What to produce:
The complete listing should be transcribed precisely.

Supplied records:
//! Engine configuration.
//!
//! Every field has a default, so `{}` (or no config at all from JS) is a valid
//! configuration.

use std::time::Duration;

use serde::{Deserialize, Serialize};

use crate::error::Result;
use crate::replay::ReplayKind;
use crate::solver::Strategy;

#[derive(Debug, Clone, Copy, PartialEq, Eq, Serialize, Deserialize)]
#[serde(default)]
pub struct ReplayConfig {
    /// Delay between steps when animating a finished path.
    pub animation_delay_ms: u64,
    /// Delay between steps when replaying solver output.
    pub bot_delay_ms: u64,
}

impl ReplayConfig {
    pub fn delay_for(&self, kind: ReplayKind) -> Duration {
        match kind {
            ReplayKind::Animation => Duration::from_millis(self.animation_delay_ms),
            ReplayKind::Bot => Duration::from_millis(self.bot_delay_ms),
        }
    }
}

impl Default for ReplayConfig {
    fn default() -> Self {
        Self {
            animation_delay_ms: 300,
            bot_delay_ms: 50,
        }
    }
}

#[derive(Debug, Clone, Copy, PartialEq, Eq, Serialize, Deserialize)]
#[serde(default)]
pub struct SolverConfig {
    pub strategy: Strategy,
    /// Upper bound on search nodes expanded before giving up.
    pub max_expansions: u64,
}

impl Default for SolverConfig {
    fn default() -> Self {
        Self {
            strategy: Strategy::DepthFirst,
            max_expansions: 5_000_000,
        }
    }
}

#[derive(Debug, Clone, Copy, PartialEq, Eq, Serialize, Deserialize)]
#[serde(default)]
pub struct EngineConfig {
    pub replay: ReplayConfig,
    pub solver: SolverConfig,
    /// Random layouts tried by solvable board generation.
    pub max_generation_attempts: u32,
}

impl EngineConfig {
    pub fn from_json(text: &str) -> Result<Self> {
        Ok(serde_json::from_str(text)?)
    }
}

impl Default for EngineConfig {
    fn default() -> Self {
        Self {
            replay: ReplayConfig::default(),
            solver: SolverConfig::default(),
            max_generation_attempts: 1_000,
        }
    }
}

#[cfg(test)]
mod tests {
    use super::*;

    #[test]
    fn test_empty_json_gives_defaults() {
        let config = EngineConfig::from_json("{}").unwrap();
        assert_eq!(config, EngineConfig::default());
        assert_eq!(config.replay.delay_for(ReplayKind::Animation), Duration::from_millis(300));
        assert_eq!(config.replay.delay_for(ReplayKind::Bot), Duration::from_millis(50));
    }

    #[test]
    fn test_partial_override() {
        let config =
            EngineConfig::from_json(r#"{"replay": {"bot_delay_ms": 5}, "solver": {"strategy": "greedy"}}"#)
                .unwrap();
        assert_eq!(config.replay.bot_delay_ms, 5);
        assert_eq!(config.replay.animation_delay_ms, 300);
        assert_eq!(config.solver.strategy, Strategy::Greedy);
        assert_eq!(config.solver.max_expansions, 5_000_000);
    }

    #[test]
    fn test_malformed_json_is_an_error() {
        assert!(matches!(
            EngineConfig::from_json("{ nope"),
            Err(crate::error::EngineError::Json(_))
        ));
    }
}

Your solution:
//! Engine configuration.
//!
//! Every field has a default, so `{}` (or no config at all from JS) is a valid
//! configuration.

use std::time::Duration;

use serde::{Deserialize, Serialize};

use crate::error::Result;
use crate::replay::ReplayKind;
use crate::solver::Strategy;

#[derive(Debug, Clone, Copy, PartialEq, Eq, Serialize, Deserialize)]
#[serde(default)]
pub struct ReplayConfig {
    /// Delay between steps when animating a finished path.
    pub animation_delay_ms: u64,
    /// Delay between steps when replaying solver output.
    pub bot_delay_ms: u64,
}

impl ReplayConfig {
    pub fn delay_for(&self, kind: ReplayKind) -> Duration {
        match kind {
            ReplayKind::Animation => Duration::from_millis(self.animation_delay_ms),
            ReplayKind::Bot => Duration::from_millis(self.bot_delay_ms),
        }
    }
}

impl Default for ReplayConfig {
    fn default() -> Self {
        Self {
            animation_delay_ms: 300,
            bot_delay_ms: 50,
        }
    }
}

#[derive(Debug, Clone, Copy, PartialEq, Eq, Serialize, Deserialize)]
#[serde(default)]
pub struct SolverConfig {
    pub strategy: Strategy,
    /// Upper bound on search nodes expanded before giving up.
    pub max_expansions: u64,
}

impl Default for SolverConfig {
    fn default() -> Self {
        Self {
            strategy: Strategy::DepthFirst,
            max_expansions: 5_000_000,
        }
    }
}

#[derive(Debug, Clone, Copy, PartialEq, Eq, Serialize, Deserialize)]
#[serde(default)]
pub struct EngineConfig {
    pub replay: ReplayConfig,
    pub solver: SolverConfig,
    /// Random layouts tried by solvable board generation.
    pub max_generation_attempts: u32,
}

impl EngineConfig {
    pub fn from_json(text: &str) -> Result<Self> {
        Ok(serde_json::from_str(text)?)
    }
}

impl Default for EngineConfig {
    fn default() -> Self {
        Self {
            replay: ReplayConfig::default(),
            solver: SolverConfig::default(),
            max_generation_attempts: 1_000,
        }
    }
}

#[cfg(test)]
mod tests {
    use super::*;

    #[test]
    fn test_empty_json_gives_defaults() {
        let config = EngineConfig::from_json("{}").unwrap();
        assert_eq!(config, EngineConfig::default());
        assert_eq!(config.replay.delay_for(ReplayKind::Animation), Duration::from_millis(300));
        assert_eq!(config.replay.delay_for(ReplayKind::Bot), Duration::from_millis(50));
    }

    #[test]
    fn test_partial_override() {
        let config =
            EngineConfig::from_json(r#"{"replay": {"bot_delay_ms": 5}, "solver": {"strategy": "greedy"}}"#)
                .unwrap();
        assert_eq!(config.replay.bot_delay_ms, 5);
        assert_eq!(config.replay.animation_delay_ms, 300);
        assert_eq!(config.solver.strategy, Strategy::Greedy);
        assert_eq!(config.solver.max_expansions, 5_000_000);
    }

    #[test]
    fn test_malformed_json_is_an_error() {
        assert!(matches!(
            EngineConfig::from_json("{ nope"),
            Err(crate::error::EngineError::Json(_))
        ));
    }
}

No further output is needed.